PROBLEM STATEMENT -
Report every line below that has the string "matches" in it.

RECORDS SUPPLIED -
------------

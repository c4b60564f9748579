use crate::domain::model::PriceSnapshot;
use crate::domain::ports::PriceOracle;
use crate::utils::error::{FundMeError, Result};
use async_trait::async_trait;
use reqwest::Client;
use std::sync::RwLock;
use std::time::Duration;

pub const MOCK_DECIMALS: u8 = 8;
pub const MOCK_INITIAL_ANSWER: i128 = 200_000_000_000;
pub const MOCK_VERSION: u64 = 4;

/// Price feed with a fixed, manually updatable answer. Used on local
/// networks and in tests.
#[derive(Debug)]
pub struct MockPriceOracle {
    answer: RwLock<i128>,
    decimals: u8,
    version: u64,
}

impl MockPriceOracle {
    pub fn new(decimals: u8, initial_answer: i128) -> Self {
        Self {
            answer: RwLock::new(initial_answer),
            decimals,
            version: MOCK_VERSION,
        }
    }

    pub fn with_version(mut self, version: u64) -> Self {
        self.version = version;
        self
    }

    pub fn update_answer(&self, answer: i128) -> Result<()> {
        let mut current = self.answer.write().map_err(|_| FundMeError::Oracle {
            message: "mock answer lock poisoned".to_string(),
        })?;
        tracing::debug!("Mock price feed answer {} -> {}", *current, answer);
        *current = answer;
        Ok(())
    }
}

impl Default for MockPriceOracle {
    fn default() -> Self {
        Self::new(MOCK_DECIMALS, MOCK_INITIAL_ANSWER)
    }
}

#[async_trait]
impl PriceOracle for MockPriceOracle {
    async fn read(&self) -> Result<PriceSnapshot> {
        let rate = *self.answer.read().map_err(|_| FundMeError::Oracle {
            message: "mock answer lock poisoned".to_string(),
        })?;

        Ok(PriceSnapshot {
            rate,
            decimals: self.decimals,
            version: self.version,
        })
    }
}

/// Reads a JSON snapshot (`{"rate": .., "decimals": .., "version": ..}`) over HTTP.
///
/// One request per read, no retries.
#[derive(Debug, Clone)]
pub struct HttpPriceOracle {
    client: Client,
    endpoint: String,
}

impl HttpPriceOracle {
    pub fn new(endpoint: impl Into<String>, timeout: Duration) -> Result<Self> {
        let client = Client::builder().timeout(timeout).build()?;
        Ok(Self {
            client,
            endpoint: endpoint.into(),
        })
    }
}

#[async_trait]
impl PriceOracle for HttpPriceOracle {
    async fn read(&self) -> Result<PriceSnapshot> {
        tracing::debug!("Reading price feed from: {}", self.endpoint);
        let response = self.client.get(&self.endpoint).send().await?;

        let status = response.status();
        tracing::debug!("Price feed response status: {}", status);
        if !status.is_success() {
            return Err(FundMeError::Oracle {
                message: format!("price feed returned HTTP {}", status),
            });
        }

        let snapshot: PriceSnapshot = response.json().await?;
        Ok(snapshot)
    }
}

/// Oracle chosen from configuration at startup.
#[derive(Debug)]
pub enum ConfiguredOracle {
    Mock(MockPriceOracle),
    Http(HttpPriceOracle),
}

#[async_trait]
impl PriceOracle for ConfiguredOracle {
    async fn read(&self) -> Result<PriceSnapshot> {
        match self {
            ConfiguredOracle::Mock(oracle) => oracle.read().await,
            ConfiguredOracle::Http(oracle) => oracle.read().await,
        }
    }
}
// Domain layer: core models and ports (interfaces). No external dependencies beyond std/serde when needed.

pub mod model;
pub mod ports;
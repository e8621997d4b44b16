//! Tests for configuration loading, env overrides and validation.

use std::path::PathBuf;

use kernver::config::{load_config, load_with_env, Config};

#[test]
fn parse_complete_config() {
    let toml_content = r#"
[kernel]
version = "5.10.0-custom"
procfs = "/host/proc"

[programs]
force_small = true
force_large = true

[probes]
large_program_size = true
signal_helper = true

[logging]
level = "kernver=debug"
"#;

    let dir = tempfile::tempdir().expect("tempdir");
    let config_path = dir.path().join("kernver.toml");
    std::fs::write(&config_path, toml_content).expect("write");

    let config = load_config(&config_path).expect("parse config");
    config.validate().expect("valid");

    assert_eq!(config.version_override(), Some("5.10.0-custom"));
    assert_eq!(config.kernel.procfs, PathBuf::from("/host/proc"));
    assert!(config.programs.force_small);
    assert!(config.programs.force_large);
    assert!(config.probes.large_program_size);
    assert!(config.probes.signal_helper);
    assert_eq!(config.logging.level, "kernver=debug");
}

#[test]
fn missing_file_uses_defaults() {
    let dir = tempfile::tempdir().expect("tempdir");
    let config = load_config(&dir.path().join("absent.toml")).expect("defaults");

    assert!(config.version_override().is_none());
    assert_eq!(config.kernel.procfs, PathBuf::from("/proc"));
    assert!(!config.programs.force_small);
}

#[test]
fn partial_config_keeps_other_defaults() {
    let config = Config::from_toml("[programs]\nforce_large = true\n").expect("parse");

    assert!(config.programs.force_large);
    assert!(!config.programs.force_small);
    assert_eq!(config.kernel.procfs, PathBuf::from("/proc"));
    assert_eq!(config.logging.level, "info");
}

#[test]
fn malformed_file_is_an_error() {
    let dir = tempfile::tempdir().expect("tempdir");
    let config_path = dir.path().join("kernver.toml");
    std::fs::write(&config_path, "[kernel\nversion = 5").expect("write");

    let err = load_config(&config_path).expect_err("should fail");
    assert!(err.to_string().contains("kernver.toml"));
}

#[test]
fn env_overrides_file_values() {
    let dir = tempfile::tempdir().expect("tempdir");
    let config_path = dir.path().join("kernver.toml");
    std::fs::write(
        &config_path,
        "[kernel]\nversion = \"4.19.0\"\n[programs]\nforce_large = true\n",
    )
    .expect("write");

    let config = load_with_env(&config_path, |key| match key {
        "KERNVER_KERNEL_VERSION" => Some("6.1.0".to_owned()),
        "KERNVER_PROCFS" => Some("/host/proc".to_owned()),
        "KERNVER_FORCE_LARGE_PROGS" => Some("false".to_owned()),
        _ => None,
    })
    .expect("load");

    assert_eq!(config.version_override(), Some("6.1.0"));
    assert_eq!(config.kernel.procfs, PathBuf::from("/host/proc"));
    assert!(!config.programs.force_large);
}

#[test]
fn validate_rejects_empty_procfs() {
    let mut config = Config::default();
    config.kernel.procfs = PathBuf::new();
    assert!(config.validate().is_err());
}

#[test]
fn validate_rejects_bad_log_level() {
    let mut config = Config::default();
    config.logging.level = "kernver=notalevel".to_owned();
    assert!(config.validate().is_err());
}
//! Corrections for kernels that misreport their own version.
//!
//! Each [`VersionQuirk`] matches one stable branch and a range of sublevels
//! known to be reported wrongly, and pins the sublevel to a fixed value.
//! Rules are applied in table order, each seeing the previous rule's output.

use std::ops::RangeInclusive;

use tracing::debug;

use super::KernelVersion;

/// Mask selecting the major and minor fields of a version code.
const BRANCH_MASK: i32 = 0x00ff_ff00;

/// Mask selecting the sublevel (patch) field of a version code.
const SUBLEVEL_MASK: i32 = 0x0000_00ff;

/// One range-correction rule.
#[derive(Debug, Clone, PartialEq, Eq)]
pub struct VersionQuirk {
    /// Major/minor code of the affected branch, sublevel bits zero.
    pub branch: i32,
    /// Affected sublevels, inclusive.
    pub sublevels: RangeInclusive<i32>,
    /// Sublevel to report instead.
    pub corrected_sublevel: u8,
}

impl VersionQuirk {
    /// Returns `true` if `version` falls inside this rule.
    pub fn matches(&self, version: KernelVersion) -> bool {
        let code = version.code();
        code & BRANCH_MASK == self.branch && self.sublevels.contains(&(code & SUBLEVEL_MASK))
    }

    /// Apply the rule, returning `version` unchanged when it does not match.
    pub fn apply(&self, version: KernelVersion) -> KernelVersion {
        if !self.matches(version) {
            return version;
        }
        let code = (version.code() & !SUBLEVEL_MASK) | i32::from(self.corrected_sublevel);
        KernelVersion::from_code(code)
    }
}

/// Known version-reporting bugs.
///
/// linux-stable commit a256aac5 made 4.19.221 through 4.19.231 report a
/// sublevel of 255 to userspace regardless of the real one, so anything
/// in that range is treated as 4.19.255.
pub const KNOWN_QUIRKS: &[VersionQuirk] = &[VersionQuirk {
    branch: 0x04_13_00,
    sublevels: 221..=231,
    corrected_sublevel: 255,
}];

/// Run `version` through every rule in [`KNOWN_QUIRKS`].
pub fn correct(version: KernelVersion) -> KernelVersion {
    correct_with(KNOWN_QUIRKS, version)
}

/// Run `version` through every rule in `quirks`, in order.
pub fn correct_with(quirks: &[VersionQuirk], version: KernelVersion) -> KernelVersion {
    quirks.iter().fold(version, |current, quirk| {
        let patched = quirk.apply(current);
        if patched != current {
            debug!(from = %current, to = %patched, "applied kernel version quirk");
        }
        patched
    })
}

------------

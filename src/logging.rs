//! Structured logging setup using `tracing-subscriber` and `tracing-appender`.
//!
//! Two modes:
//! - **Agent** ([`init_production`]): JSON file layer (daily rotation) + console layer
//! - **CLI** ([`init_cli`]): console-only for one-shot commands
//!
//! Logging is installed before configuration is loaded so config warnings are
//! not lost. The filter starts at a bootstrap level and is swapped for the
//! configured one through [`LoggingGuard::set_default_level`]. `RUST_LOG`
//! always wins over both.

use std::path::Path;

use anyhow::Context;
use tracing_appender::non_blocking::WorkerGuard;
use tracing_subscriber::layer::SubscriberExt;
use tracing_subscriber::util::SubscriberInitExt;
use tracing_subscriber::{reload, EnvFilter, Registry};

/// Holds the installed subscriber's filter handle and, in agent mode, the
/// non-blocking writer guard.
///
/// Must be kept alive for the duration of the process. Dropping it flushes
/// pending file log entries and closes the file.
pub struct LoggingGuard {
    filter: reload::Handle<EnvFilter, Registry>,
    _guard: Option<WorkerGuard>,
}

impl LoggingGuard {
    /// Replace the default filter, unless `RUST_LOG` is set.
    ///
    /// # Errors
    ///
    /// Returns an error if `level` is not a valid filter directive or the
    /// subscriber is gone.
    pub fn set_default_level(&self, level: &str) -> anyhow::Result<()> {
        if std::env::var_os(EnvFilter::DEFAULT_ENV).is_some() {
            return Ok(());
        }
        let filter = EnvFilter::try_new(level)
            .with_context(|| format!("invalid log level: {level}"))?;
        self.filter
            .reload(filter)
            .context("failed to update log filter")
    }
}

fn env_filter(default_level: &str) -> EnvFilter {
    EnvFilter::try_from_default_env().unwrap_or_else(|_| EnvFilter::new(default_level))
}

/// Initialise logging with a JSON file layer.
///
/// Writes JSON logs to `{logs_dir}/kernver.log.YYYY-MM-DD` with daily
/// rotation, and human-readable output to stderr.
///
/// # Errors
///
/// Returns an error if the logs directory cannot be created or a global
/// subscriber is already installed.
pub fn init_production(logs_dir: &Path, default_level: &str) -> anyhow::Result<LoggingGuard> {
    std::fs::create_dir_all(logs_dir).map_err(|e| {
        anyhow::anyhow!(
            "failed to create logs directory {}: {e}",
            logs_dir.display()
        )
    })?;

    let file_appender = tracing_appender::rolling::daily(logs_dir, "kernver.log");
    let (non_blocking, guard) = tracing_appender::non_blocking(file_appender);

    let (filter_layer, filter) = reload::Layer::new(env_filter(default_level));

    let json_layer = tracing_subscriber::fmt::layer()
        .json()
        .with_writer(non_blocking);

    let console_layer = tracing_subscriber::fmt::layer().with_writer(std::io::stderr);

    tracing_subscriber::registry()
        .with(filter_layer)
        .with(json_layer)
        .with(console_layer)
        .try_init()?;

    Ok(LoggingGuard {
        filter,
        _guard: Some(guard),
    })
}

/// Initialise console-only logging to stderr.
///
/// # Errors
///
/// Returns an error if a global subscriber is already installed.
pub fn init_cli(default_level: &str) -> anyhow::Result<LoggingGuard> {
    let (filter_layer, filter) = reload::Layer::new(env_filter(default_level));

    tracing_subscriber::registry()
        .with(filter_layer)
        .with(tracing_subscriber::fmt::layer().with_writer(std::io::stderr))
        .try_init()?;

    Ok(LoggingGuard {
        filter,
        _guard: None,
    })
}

------------

ANSWER SECTION -
//! Each [`VersionQuirk`] matches one stable branch and a range of sublevels
    pub fn matches(&self, version: KernelVersion) -> bool {
        if !self.matches(version) {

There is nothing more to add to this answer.